December 14 2021


Globally, men die an average of five years earlier than women, and often for reasons that are largely preventable. This means that it doesn’t have to be that way: we can all take action to live healthier, happier, and longer lives. Making simple changes to how you live doesn’t need to cost a fortune or take up loads of time. Improving your all-round health will improve your mood and help your mental health too.

Anyone can follow this advice. Why not start today?

Here are our top six things that make a difference.

1. Spend time with people that make you feel good

Strong family and/or supportive friends can help you deal with the stresses of life. Friends and family can make you feel included and cared for. They can offer different views from whatever’s going on inside your own head. They can help keep you active, keep you grounded, and help you solve problems.

2. Know your numbers

You can recall your mobile number, your NI number, and the local takeaway without a second thought. But can you recite the numbers that add up to good health? Do you know your vital statistics for blood pressure, cholesterol levels, blood sugar level, and BMI? These four measurements are crucial indicators of your overall health, especially related to risk for heart attack and stroke. Take the time to note these and understand what they mean. What can you do to make them better?

3. Talk, talk, talk 

Talking about your feelings isn’t a sign of weakness. It’s part of taking charge of your wellbeing and doing what you can to stay healthy.

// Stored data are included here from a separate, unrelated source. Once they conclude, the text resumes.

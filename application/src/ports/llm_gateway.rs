//! LLM Gateway port
//!
//! Defines the interface for communicating with the hosted model, and the
//! boundary at which remote failures become plain data.

use async_trait::async_trait;
use solar_domain::Model;
use thiserror::Error;
use tracing::warn;

/// Errors that can occur during LLM gateway operations
#[derive(Error, Debug)]
pub enum GatewayError {
    #[error("Connection error: {0}")]
    ConnectionError(String),

    #[error("Model not available: {0}")]
    ModelNotAvailable(String),

    #[error("Request failed: {0}")]
    RequestFailed(String),

    #[error("Invalid response: {0}")]
    InvalidResponse(String),

    #[error("Timeout")]
    Timeout,

    #[error("Other error: {0}")]
    Other(String),
}

/// A recovered failure of a model call, carrying a display message.
#[derive(Debug, Clone, PartialEq, Eq)]
pub struct FaultIndicator {
    message: String,
}

impl FaultIndicator {
    pub fn new(message: impl Into<String>) -> Self {
        Self {
            message: message.into(),
        }
    }

    pub fn message(&self) -> &str {
        &self.message
    }
}

impl From<GatewayError> for FaultIndicator {
    fn from(error: GatewayError) -> Self {
        Self::new(error.to_string())
    }
}

/// Result of one exchange with the model: generated text or a fault.
#[derive(Debug, Clone, PartialEq, Eq)]
pub enum GatewayReply {
    Generated(String),
    Fault(FaultIndicator),
}

impl GatewayReply {
    pub fn is_generated(&self) -> bool {
        matches!(self, GatewayReply::Generated(_))
    }
}

/// Gateway for LLM communication
///
/// This port defines how the application layer communicates with the
/// hosted model. Implementations (adapters) live in the infrastructure layer.
#[async_trait]
pub trait LlmGateway: Send + Sync {
    /// Create a new conversation bound to the specified model
    async fn create_session(&self, model: &Model) -> Result<Box<dyn LlmSession>, GatewayError>;
}

/// An active conversation with the hosted model (the conversation handle)
///
/// A session accumulates the dialogue, so every call sees the turns
/// exchanged before it.
#[async_trait]
pub trait LlmSession: Send + Sync {
    /// Unique identifier of this conversation
    fn id(&self) -> &str;

    /// Get the model used by this session
    fn model(&self) -> &Model;

    /// Send the next message with `system_instruction` attached and get the reply
    async fn send(&self, content: &str, system_instruction: &str) -> Result<String, GatewayError>;

    /// Send the next message, converting any failure into a [`FaultIndicator`].
    ///
    /// Never returns an error; callers always receive text or a fault.
    async fn send_turn(&self, content: &str, system_instruction: &str) -> GatewayReply {
        match self.send(content, system_instruction).await {
            Ok(text) => GatewayReply::Generated(text),
            Err(e) => {
                warn!(session = self.id(), model = %self.model(), "Model call failed: {}", e);
                GatewayReply::Fault(e.into())
            }
        }
    }
}

#[cfg(test)]
mod tests {
    use super::*;

    struct FailingSession {
        model: Model,
    }

    #[async_trait]
    impl LlmSession for FailingSession {
        fn id(&self) -> &str {
            "failing"
        }

        fn model(&self) -> &Model {
            &self.model
        }

        async fn send(&self, content: &str, _system: &str) -> Result<String, GatewayError> {
            if content == "ok" {
                Ok("fine".to_string())
            } else {
                Err(GatewayError::RequestFailed("quota exceeded".to_string()))
            }
        }
    }

    #[tokio::test]
    async fn test_send_turn_converts_errors_to_faults() {
        let session = FailingSession {
            model: Model::default(),
        };

        let reply = session.send_turn("boom", "sys").await;
        assert_eq!(
            reply,
            GatewayReply::Fault(FaultIndicator::new("Request failed: quota exceeded"))
        );
        assert!(!reply.is_generated());

        let reply = session.send_turn("ok", "sys").await;
        assert_eq!(reply, GatewayReply::Generated("fine".to_string()));
    }

    #[test]
    fn test_fault_from_gateway_error() {
        let fault: FaultIndicator = GatewayError::Timeout.into();
        assert_eq!(fault.message(), "Timeout");
    }
}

Talking can be a way to cope with a problem you’ve been carrying around in your head for a while. Just being listened to can help you feel supported and less alone. And it works both ways – if you open up, it might encourage others to do the same.

‘A problem shared is a problem halved’

There’s nothing better than catching up with someone face-to-face, but that’s not always possible. Give them a call, drop them a note, or chat with them online instead. Keep the lines of communication open. It’s good for you!

4. Move, move, move 

Exercise releases chemicals in your brain that make you feel good. Regular exercise can boost your self-esteem and help you concentrate, sleep, and feel better. Exercise also keeps the brain and your other vital organs healthy.

Exercising doesn’t just mean doing sport or going to the gym. Walks in the park, gardening, or housework can also keep you active.

Experts say most people should do about 30 minutes’ exercise (e.g., a brisk walk) at least five days a week. Start out small and increase week on week – that’s a great way to start making a physical activity that you enjoy part of your day.

5. Know thy nuts

Testicular cancer is the #1 cancer among young guys. Yet 62% of those who are most at risk don’t know how to check themselves. Good news is, it’s easy to do.

The best thing you can do for your nuts is to give them a feel every month or so – get to know what’s normal for you. That way if anything changes you can act on it.

Take a look at for a 'check your pair’ how-to-guide.

6. Eat, eat, drink 

There are strong links between what we eat and how we feel – for example, caffeine and sugar can have an immediate effect. Food can also have a long-lasting effect on your health, including your mental health. Your brain needs a mix of nutrients to stay healthy and function well, just like the other organs in your body.

A diet that’s good for your physical health is also good for your mental health. Eat at least three meals each day – more small meals are easier to digest.

Whatever your dietary preferences, a healthy, balanced diet includes:

  • Lots of fruit and vegetables - Different colours give you different nutrients
  • Wholegrain cereals or bread - Your body needs that fibre
  • Nuts and seeds - These make great, healthy snacks
  • Oily fish - Best source of omega-3 to help prevent heart disease
  • Dairy products - Calcium keeps your bones healthy

Drink lots of water - it’s cheap and has no calories. Try to limit high-caffeine or sugary drinks and avoid too much alcohol (who knows when a random D&A may appear!).